### 1. Load the spaCy Model

We start by importing the `spacy` library and loading the `en_core_web_sm` model.

In [2]:
import spacy
nlp = spacy.load('en_core_web_sm')

### 2. Check Pipeline Components
Let's examine the components of the spaCy pipeline used by the loaded model.

In [3]:
nlp.pipe_names

['tok2vec', 'tagger', 'parser', 'attribute_ruler', 'lemmatizer', 'ner']

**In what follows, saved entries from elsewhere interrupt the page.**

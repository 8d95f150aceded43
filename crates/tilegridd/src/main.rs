//! tilegridd binary entry point.
//!
//! # Usage
//!
//! ```text
//! tilegridd --config /etc/tilegrid/tilegrid.toml --port 6100
//! ```

use std::path::PathBuf;

use clap::Parser;
use tracing::info;

use tilegrid_core::TileGridConfig;

#[derive(Parser)]
#[command(name = "tilegridd", about = "TileGrid pipeline scheduling daemon")]
struct Cli {
    /// Path to tilegrid.toml. Defaults apply when omitted.
    #[arg(long)]
    config: Option<PathBuf>,

    /// Data directory for persistent state (overrides the config file).
    #[arg(long)]
    data_dir: Option<PathBuf>,

    /// Ingress port (overrides the config file).
    #[arg(long)]
    port: Option<u16>,
}

#[tokio::main]
async fn main() -> anyhow::Result<()> {
    let cli = Cli::parse();

    let mut config = match &cli.config {
        Some(path) => TileGridConfig::from_file(path)?,
        None => TileGridConfig::default(),
    };
    if let Some(data_dir) = cli.data_dir {
        config.store.data_dir = data_dir;
    }
    if let Some(port) = cli.port {
        config.ingress.port = port;
    }

    tilegridd::daemon::init_tracing(&config.log)?;
    if let Some(path) = &cli.config {
        info!(path = %path.display(), "configuration loaded");
    }

    tilegridd::daemon::run(config).await
}
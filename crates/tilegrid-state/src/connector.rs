//! The per-owner tile table interface the scheduler programs against.
//!
//! An owner is either a pipeline stage or a project (whose table holds the
//! root tile set). Bulk mutations commit in one transaction; callers chunk
//! large batches to bound transaction size.

use crate::error::StateResult;
use crate::types::*;

pub trait StageConnector: Send + Sync {
    /// Stage or project id whose rows this connector reads and writes.
    fn owner_id(&self) -> &str;

    // ── Tiles ──────────────────────────────────────────────────────

    /// Load tiles matching `filter`, in relative-path order.
    fn load_tiles(&self, filter: &TileFilter) -> StateResult<Vec<Tile>>;

    fn load_tile(&self, relative_path: &str) -> StateResult<Option<Tile>>;

    fn insert_tiles(&self, tiles: &[Tile]) -> StateResult<()>;

    fn update_tiles(&self, tiles: &[Tile]) -> StateResult<()>;

    /// Read-modify-write the listed tiles in one transaction. `edit` sees
    /// the current row and returns whether to write it back; missing paths
    /// are skipped. Returns the rows written.
    fn modify_tiles(
        &self,
        relative_paths: &[String],
        edit: &mut dyn FnMut(&mut Tile) -> bool,
    ) -> StateResult<Vec<Tile>>;

    /// Returns the number of rows that existed.
    fn delete_tiles(&self, relative_paths: &[String]) -> StateResult<u32>;

    fn count_tiles_by_status(&self) -> StateResult<TileStatusCounts>;

    // ── To-process queue ───────────────────────────────────────────

    fn count_to_process(&self) -> StateResult<u64>;

    /// Oldest-first (path order) slice of the queue.
    fn load_to_process(&self, limit: usize) -> StateResult<Vec<ToProcessEntry>>;

    fn insert_to_process(&self, entries: &[ToProcessEntry]) -> StateResult<()>;

    fn delete_to_process(&self, relative_paths: &[String]) -> StateResult<u32>;

    // ── In-process ─────────────────────────────────────────────────

    fn insert_in_process_tile(&self, entry: &InProcessEntry) -> StateResult<()>;

    fn load_in_process(&self) -> StateResult<Vec<InProcessEntry>>;

    fn delete_in_process(&self, relative_paths: &[String]) -> StateResult<u32>;

    // ── Adjacent links ─────────────────────────────────────────────

    fn load_adjacent_tile(&self, relative_path: &str) -> StateResult<Option<AdjacentTileLink>>;

    fn load_adjacent_all(&self) -> StateResult<Vec<AdjacentTileLink>>;

    /// Insert or replace links.
    fn insert_adjacent(&self, links: &[AdjacentTileLink]) -> StateResult<()>;

    fn delete_adjacent(&self, relative_paths: &[String]) -> StateResult<u32>;

    // ── Executions ─────────────────────────────────────────────────

    /// Record a new execution in `Initializing` state.
    fn create_task_execution(
        &self,
        worker: &WorkerInfo,
        task: &TaskDefinition,
        start: ExecutionStart,
    ) -> StateResult<TaskExecution>;

    fn load_task_execution(&self, id: &str) -> StateResult<Option<TaskExecution>>;

    fn update_task_execution(&self, execution: &TaskExecution) -> StateResult<()>;
}
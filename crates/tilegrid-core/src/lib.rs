//! tilegrid-core — shared configuration and the task argument grammar.

pub mod args;
pub mod config;

pub use args::{ArgumentKind, ArgumentToken, tokenize};
pub use config::{
    IngressConfig, LogConfig, SchedulerConfig, StoreConfig, TileGridConfig, WorkerConfig,
    parse_duration,
};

It corresponds to the sequence of components in the spaCy processing pipeline for the en_core_web_sm model. Each component plays a specific role in analyzing and annotating the input text. Here's an explanation of each component:

1. tok2vec: This component is responsible for converting words into vectors (dense numerical representations) based on the surrounding context. These vectors are used to capture semantic meaning and contextual information of words.
2. tagger: The tagger assigns part-of-speech (POS) tags to each word in the text, indicating the grammatical category of the word (e.g., noun, verb, adjective).
3. parser: The parser analyzes the syntactic structure of sentences, parsing them into a dependency tree that shows how words are related to each other within the sentence.
4. attribute_ruler: This component applies rules to set custom attributes on tokens, enriching the token annotations with additional information derived from context or linguistic patterns.
5. lemmatizer: The lemmatizer reduces words to their base or dictionary form (lemma). For example, it transforms "running" to "run", "better" to "good", etc., which helps in standardizing tokens.
6. ner: Finally, the named entity recognizer (NER) identifies and classifies named entities (e.g., persons, organizations, locations) in the text. Each entity is labeled with a specific category (e.g., PERSON, ORG, GPE) based on the context and surrounding words.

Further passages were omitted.